В XIX веке в самом имперском господстве обнаружился гендерный аспект. Именно мужчины, а не женщины отправлялись открывать и наносить на карту новые земли на юге, на севере и на востоке и завоевывать местных «других». Рассказы о подвигах мужчин в иноземье, будоражившие воображение публики, прославляли мужественность завоевателя и представляли его по своей природе выше побежденного. В начале XIX века читатели жадно глотали чувственные романы о любви между мусульманками и русскими мужчинами, действие которых происходило в экзотических горах Кавказа, где русские вели захватническую войну. Русский колонизатор представал благородным и доблестным мужчиной, носителем прогресса, а «хорошая» аборигенка — заботливой, сексуально доступной и пылкой женщиной. Местные мужчины, в отличие от русских, изображались дикарями, фанатиками и похотливыми животными, которые покупали и продавали своих женщин и могли даже убить за любовь к русскому мужчине. Задачей россиянина было спасти угнетаемую женщину от ее соотечественников-мужчин. Пылкий союз между русским завоевателем, представляющим собой высший тип человека, и заботливой местной женщиной отражал парадигму отношений между колонизатором и колонизируемыми. Так гендерные образы подкрепляли и рационализировали имперскую миссию России[231]

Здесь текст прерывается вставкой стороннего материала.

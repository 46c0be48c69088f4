use serde::{Deserialize, Serialize};
use std::collections::BTreeSet;

/// Canonical set of skill tokens
///
/// Every member is trimmed, lower-cased and non-empty. Backed by a `BTreeSet`
/// so iteration (and therefore serialized output) is always in the same order.
#[derive(Debug, Clone, Default, PartialEq, Eq, Serialize, Deserialize)]
#[serde(transparent)]
pub struct SkillSet(BTreeSet<String>);

impl SkillSet {
    pub fn new() -> Self {
        Self(BTreeSet::new())
    }

    /// Build a set from discrete tokens
    ///
    /// A token without commas is inserted as a single skill. A token that
    /// still carries commas is treated as free text and split.
    pub fn from_tokens<I, S>(tokens: I) -> Self
    where
        I: IntoIterator<Item = S>,
        S: AsRef<str>,
    {
        let mut set = Self::new();
        for token in tokens {
            set.insert_text(token.as_ref());
        }
        set
    }

    /// Split comma-separated text and insert every surviving token
    pub fn insert_text(&mut self, text: &str) {
        for piece in text.split(',') {
            if let Some(token) = normalize_token(piece) {
                self.0.insert(token);
            }
        }
    }

    /// Merge another set into this one
    pub fn extend(&mut self, other: SkillSet) {
        self.0.extend(other.0);
    }

    pub fn contains(&self, skill: &str) -> bool {
        self.0.contains(skill)
    }

    /// True iff both sets share at least one token (exact equality)
    #[inline]
    pub fn intersects(&self, other: &SkillSet) -> bool {
        // Probe the smaller set against the larger one
        let (small, large) = if self.len() <= other.len() {
            (self, other)
        } else {
            (other, self)
        };
        small.0.iter().any(|skill| large.0.contains(skill))
    }

    /// Tokens present in both sets, in lexicographic order
    pub fn intersection(&self, other: &SkillSet) -> Vec<String> {
        self.0.intersection(&other.0).cloned().collect()
    }

    pub fn is_empty(&self) -> bool {
        self.0.is_empty()
    }

    pub fn len(&self) -> usize {
        self.0.len()
    }

    pub fn iter(&self) -> impl Iterator<Item = &str> {
        self.0.iter().map(String::as_str)
    }
}

impl<'a> IntoIterator for &'a SkillSet {
    type Item = &'a String;
    type IntoIter = std::collections::btree_set::Iter<'a, String>;

    fn into_iter(self) -> Self::IntoIter {
        self.0.iter()
    }
}

/// Turn raw skill text into a canonical [`SkillSet`]
///
/// Absent or empty text gives an empty set. Extra commas, blank segments and
/// surrounding whitespace are dropped; this never fails.
pub fn normalize(text: Option<&str>) -> SkillSet {
    let mut set = SkillSet::new();
    if let Some(text) = text {
        set.insert_text(text);
    }
    set
}

/// Trim and lower-case a single token, `None` when nothing is left
#[inline]
pub fn normalize_token(token: &str) -> Option<String> {
    let trimmed = token.trim();
    if trimmed.is_empty() {
        None
    } else {
        Some(trimmed.to_lowercase())
    }
}

#[cfg(test)]
mod tests {
    use super::*;

    #[test]
    fn test_normalize_empty_input() {
        assert!(normalize(None).is_empty());
        assert!(normalize(Some("")).is_empty());
        assert!(normalize(Some(" , ,  ")).is_empty());
    }

    #[test]
    fn test_normalize_dedups_and_case_folds() {
        let set = normalize(Some("Java, java , JAVA,"));

        assert_eq!(set.len(), 1);
        assert!(set.contains("java"));
    }

    #[test]
    fn test_normalize_keeps_inner_whitespace() {
        let set = normalize(Some("  Spring Boot ,UI Design"));

        assert_eq!(set.iter().collect::<Vec<_>>(), vec!["spring boot", "ui design"]);
    }

    #[test]
    fn test_from_tokens_does_not_split_plain_tokens() {
        let set = SkillSet::from_tokens(["Adobe XD", " Figma ", ""]);

        assert_eq!(set.iter().collect::<Vec<_>>(), vec!["adobe xd", "figma"]);
    }

    #[test]
    fn test_from_tokens_splits_tokens_with_commas() {
        let set = SkillSet::from_tokens(["SEO, Google Ads"]);

        assert!(set.contains("seo"));
        assert!(set.contains("google ads"));
    }

    #[test]
    fn test_intersects_exact_tokens_only() {
        let java = normalize(Some("java"));
        let javascript = normalize(Some("javascript"));
        let both = normalize(Some("javascript, java"));

        assert!(!java.intersects(&javascript));
        assert!(java.intersects(&both));
        assert!(!java.intersects(&SkillSet::new()));
        assert!(!SkillSet::new().intersects(&SkillSet::new()));
    }
}
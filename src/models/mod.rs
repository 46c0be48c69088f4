// Model exports
pub mod domain;
pub mod records;
pub mod requests;
pub mod responses;

pub use domain::{Profile, SkillList};
pub use records::ProfileRecord;
pub use requests::{BrowseMode, ConnectionRequest, FindMatchesRequest, SearchRequest, SuggestionsRequest};
pub use responses::{
    ConnectionsResponse, ErrorResponse, FindMatchesResponse, HealthResponse, MatchedProfile,
    ProfileListResponse, RemoveConnectionResponse,
};
use actix_cors::Cors;
use actix_web::{error, http::StatusCode, middleware, web, App, HttpResponse, HttpServer};
use skill_xchange::config::{LogFormat, Settings};
use skill_xchange::models::ErrorResponse;
use skill_xchange::routes::{self, AppState};
use skill_xchange::services::{PostgresClient, SessionStore};
use std::sync::Arc;
use tracing::{error, info};
use tracing_subscriber::EnvFilter;

/// JSON error for malformed request payloads
#[derive(Debug)]
pub struct JsonError(ErrorResponse);

impl std::fmt::Display for JsonError {
    fn fmt(&self, f: &mut std::fmt::Formatter<'_>) -> std::fmt::Result {
        write!(f, "{}: {}", self.0.error, self.0.message)
    }
}

impl std::error::Error for JsonError {}

impl error::ResponseError for JsonError {
    fn status_code(&self) -> StatusCode {
        StatusCode::from_u16(self.0.status_code).unwrap_or(StatusCode::BAD_REQUEST)
    }

    fn error_response(&self) -> HttpResponse {
        HttpResponse::build(self.status_code()).json(&self.0)
    }
}

/// Handle JSON payload errors
pub fn handle_json_payload_error(err: error::JsonPayloadError, req: &actix_web::HttpRequest) -> actix_web::Error {
    tracing::info!("JSON payload error on {}: {}", req.path(), err);
    JsonError(ErrorResponse {
        error: "invalid_json".to_string(),
        message: format!("Invalid JSON: {}", err),
        status_code: 400,
    })
    .into()
}

/// Handle query payload errors
pub fn handle_query_payload_error(err: error::QueryPayloadError, _req: &actix_web::HttpRequest) -> actix_web::Error {
    JsonError(ErrorResponse {
        error: "invalid_query".to_string(),
        message: format!("Invalid query: {}", err),
        status_code: 400,
    })
    .into()
}

/// Initialize logging; `RUST_LOG` wins over the configured level
fn init_tracing(level: &str, format: LogFormat) {
    let filter = EnvFilter::try_from_default_env().unwrap_or_else(|_| EnvFilter::new(level));

    let subscriber = tracing_subscriber::fmt()
        .with_env_filter(filter)
        .with_target(false)
        .with_level(true);

    match format {
        LogFormat::Json => subscriber.json().init(),
        LogFormat::Pretty => subscriber.pretty().init(),
        LogFormat::Compact => subscriber.compact().init(),
    }
}

#[actix_web::main]
async fn main() -> std::io::Result<()> {
    // Load .env file if present
    dotenv::dotenv().ok();

    let settings = match Settings::load() {
        Ok(settings) => settings,
        Err(e) => {
            eprintln!("Failed to load configuration: {}", e);
            return Err(std::io::Error::new(std::io::ErrorKind::InvalidInput, e.to_string()));
        }
    };

    init_tracing(&settings.logging.level, settings.logging.format);

    info!("Starting SkillXchange matching service...");

    let ttl_secs = settings.session.ttl_secs.unwrap_or(86_400);
    let l1_cache_size = settings.session.l1_cache_size.unwrap_or(1000);

    let sessions = match SessionStore::new(&settings.session.redis_url, l1_cache_size, ttl_secs).await {
        Ok(store) => {
            info!("Session store initialized (L1: {} entries, TTL: {}s)", l1_cache_size, ttl_secs);
            Arc::new(store)
        }
        Err(e) => {
            error!("Failed to connect to Redis: {}", e);
            return Err(std::io::Error::new(std::io::ErrorKind::Other, "Redis connection required"));
        }
    };

    let db_max_conn = settings.database.max_connections.unwrap_or(10);

    let postgres = match PostgresClient::from_settings(
        &settings.database.url,
        Some(db_max_conn),
        settings.database.min_connections,
        settings.database.acquire_timeout_secs,
        settings.database.idle_timeout_secs,
    )
    .await
    {
        Ok(client) => Arc::new(client),
        Err(e) => {
            error!("Failed to connect to PostgreSQL: {}", e);
            return Err(std::io::Error::new(std::io::ErrorKind::Other, e.to_string()));
        }
    };

    info!("PostgreSQL client initialized (max: {} connections)", db_max_conn);

    let app_state = AppState {
        postgres,
        sessions,
        max_results: settings.matching.max_results,
    };

    let host = settings.server.host.clone();
    let port = settings.server.port;
    let workers = settings.server.workers.unwrap_or(4);

    info!("Starting HTTP server on {}:{}", host, port);

    HttpServer::new(move || {
        let cors = Cors::permissive();

        App::new()
            .app_data(web::Data::new(app_state.clone()))
            .app_data(web::JsonConfig::default().error_handler(handle_json_payload_error))
            .app_data(web::QueryConfig::default().error_handler(handle_query_payload_error))
            .wrap(cors)
            .wrap(middleware::Logger::default())
            .wrap(middleware::Compress::default())
            .configure(routes::configure_routes)
    })
    .workers(workers)
    .bind((host, port))?
    .run()
    .await
}
// Core algorithm exports
pub mod browse;
pub mod filters;
pub mod matcher;
pub mod normalize;
pub mod reciprocity;

pub use browse::{browse, Browse};
pub use filters::{filter_profiles, search, LocationFilter, SearchQuery, ALL_LOCATIONS};
pub use matcher::{find_matches, matching_candidates, MatchError, ProfileField, SeekerSkills};
pub use normalize::{normalize, SkillSet};
pub use reciprocity::{exchange, intersects, is_reciprocal_match, Exchange};
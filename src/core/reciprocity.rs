use serde::{Deserialize, Serialize};

use crate::core::normalize::SkillSet;

/// What each side of a match brings to the exchange
#[derive(Debug, Clone, Default, PartialEq, Eq, Serialize, Deserialize)]
pub struct Exchange {
    /// Skills the candidate knows and the seeker wants
    pub teaches: Vec<String>,
    /// Skills the seeker knows and the candidate wants
    pub learns: Vec<String>,
}

impl Exchange {
    /// Both directions overlap; agrees with [`is_reciprocal_match`]
    pub fn is_reciprocal(&self) -> bool {
        !self.teaches.is_empty() && !self.learns.is_empty()
    }
}

/// True iff the two sets share at least one exact token
#[inline]
pub fn intersects(a: &SkillSet, b: &SkillSet) -> bool {
    a.intersects(b)
}

/// Reciprocity predicate
///
/// The candidate must be able to teach something the seeker wants AND want
/// something the seeker knows. An empty set on either side never matches.
#[inline]
pub fn is_reciprocal_match(
    seeker_knows: &SkillSet,
    seeker_wants: &SkillSet,
    candidate_knows: &SkillSet,
    candidate_wants: &SkillSet,
) -> bool {
    intersects(candidate_knows, seeker_wants) && intersects(candidate_wants, seeker_knows)
}

/// Overlap in both directions, used to explain a match
pub fn exchange(
    seeker_knows: &SkillSet,
    seeker_wants: &SkillSet,
    candidate_knows: &SkillSet,
    candidate_wants: &SkillSet,
) -> Exchange {
    Exchange {
        teaches: candidate_knows.intersection(seeker_wants),
        learns: candidate_wants.intersection(seeker_knows),
    }
}
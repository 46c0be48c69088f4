use serde::{Deserialize, Serialize};
use validator::Validate;

use crate::core::{Browse, LocationFilter, SearchQuery, ALL_LOCATIONS};

/// Request to find reciprocal matches
#[derive(Debug, Clone, Serialize, Deserialize, Validate)]
pub struct FindMatchesRequest {
    #[validate(email)]
    pub email: String,
}

/// Request for a plain-text profile search
#[derive(Debug, Clone, Serialize, Deserialize)]
pub struct SearchRequest {
    #[serde(default, alias = "search")]
    pub query: String,
    #[serde(default)]
    pub wants: String,
    #[serde(default = "default_location")]
    pub location: String,
}

fn default_location() -> String {
    ALL_LOCATIONS.to_string()
}

impl SearchRequest {
    pub fn to_query(&self) -> SearchQuery {
        SearchQuery {
            name_or_skill: self.query.clone(),
            wants: self.wants.clone(),
            location: LocationFilter::parse(&self.location),
        }
    }
}

/// Listing mode requested by the suggestions page
#[derive(Debug, Clone, Copy, PartialEq, Eq, Serialize, Deserialize)]
#[serde(rename_all = "lowercase")]
pub enum BrowseMode {
    Match,
    Search,
}

/// Request for the suggestions page: match mode or search mode, never both
#[derive(Debug, Clone, Serialize, Deserialize, Validate)]
pub struct SuggestionsRequest {
    #[validate(email)]
    pub email: String,
    pub mode: BrowseMode,
    #[serde(flatten)]
    pub search: SearchRequest,
}

impl SuggestionsRequest {
    pub fn to_browse(&self) -> Browse {
        match self.mode {
            BrowseMode::Match => Browse::Match,
            BrowseMode::Search => Browse::Search(self.search.to_query()),
        }
    }

    /// Email whose profile must be loaded; search mode never reads it
    pub fn seeker_email(&self) -> Option<&str> {
        match self.mode {
            BrowseMode::Match => Some(self.email.as_str()),
            BrowseMode::Search => None,
        }
    }
}

/// Request to add or remove a connection
#[derive(Debug, Clone, Serialize, Deserialize, Validate)]
pub struct ConnectionRequest {
    #[validate(email)]
    pub email: String,
    #[validate(email)]
    #[serde(alias = "target_email", rename = "targetEmail")]
    pub target_email: String,
}

#[cfg(test)]
mod tests {
    use super::*;

    #[test]
    fn test_search_request_defaults_to_all_locations() {
        let req: SearchRequest = serde_json::from_str(r#"{"query": "java"}"#).unwrap();

        assert_eq!(req.location, "All");
        assert_eq!(req.to_query().location, LocationFilter::Any);
    }

    #[test]
    fn test_suggestions_request_modes() {
        let matching: SuggestionsRequest =
            serde_json::from_str(r#"{"email": "a@mail.com", "mode": "match", "query": "x"}"#).unwrap();
        let searching: SuggestionsRequest = serde_json::from_str(
            r#"{"email": "a@mail.com", "mode": "search", "query": "java", "location": "Pune"}"#,
        )
        .unwrap();

        assert_eq!(matching.to_browse(), Browse::Match);
        assert_eq!(
            searching.to_browse(),
            Browse::Search(SearchQuery::new("java", "", "Pune"))
        );
    }

    #[test]
    fn test_only_match_mode_needs_seeker_profile() {
        let matching: SuggestionsRequest =
            serde_json::from_str(r#"{"email": "a@mail.com", "mode": "match"}"#).unwrap();
        let searching: SuggestionsRequest =
            serde_json::from_str(r#"{"email": "ghost@mail.com", "mode": "search", "query": "java"}"#)
                .unwrap();

        assert_eq!(matching.seeker_email(), Some("a@mail.com"));
        assert_eq!(searching.seeker_email(), None);
    }

    #[test]
    fn test_connection_request_validation() {
        let req = ConnectionRequest {
            email: "a@mail.com".to_string(),
            target_email: "nope".to_string(),
        };

        assert!(req.validate().is_err());
    }
}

.Той же цели служила тенденция представлять колониальные земли как нечто женственное, феминизированное. Писатели 1830–1840-х годов помогали популяризировать завоевательные войны, описывая отношения между завоевателем и завоеванными в отчетливо гендерных терминах. Они изображали земли Юга и Востока как своего рода феминизированного «другого», сексуального и соблазнительного, но отсталого и потенциально опасного, отчаянно нуждающегося в руководстве и контроле со стороны России. Так, в повести А. А. Бестужева-Марлинского Грузия представала роскошной и манящей, но нетронутой дикой местностью, расстилающейся перед наступающим русским завоевателем: «О моя душечка, ты обворожительна теперь!.. Я готов кинуться на грудь твою с седла и обнять тебя, расцеловать тебя», — восклицает вымышленный герой Бестужева-Марлинского, пришедший со своей армией в Грузию. Работы исследователя, естествоиспытателя и писателя Николая Пржевальского увековечили это гендерно обусловленное представление о завоевании. Пржевальский во второй половине XIX века приобрел огромную популярность. Агрессивно-мужественный представитель «конкистадорского империализма», он гордился превосходством России и считал народы Востока пассивными и беспомощными, жаждущими гегемонии и защиты России. Таким образом, имперская миссия определялась как мужская по своей сути[232]
.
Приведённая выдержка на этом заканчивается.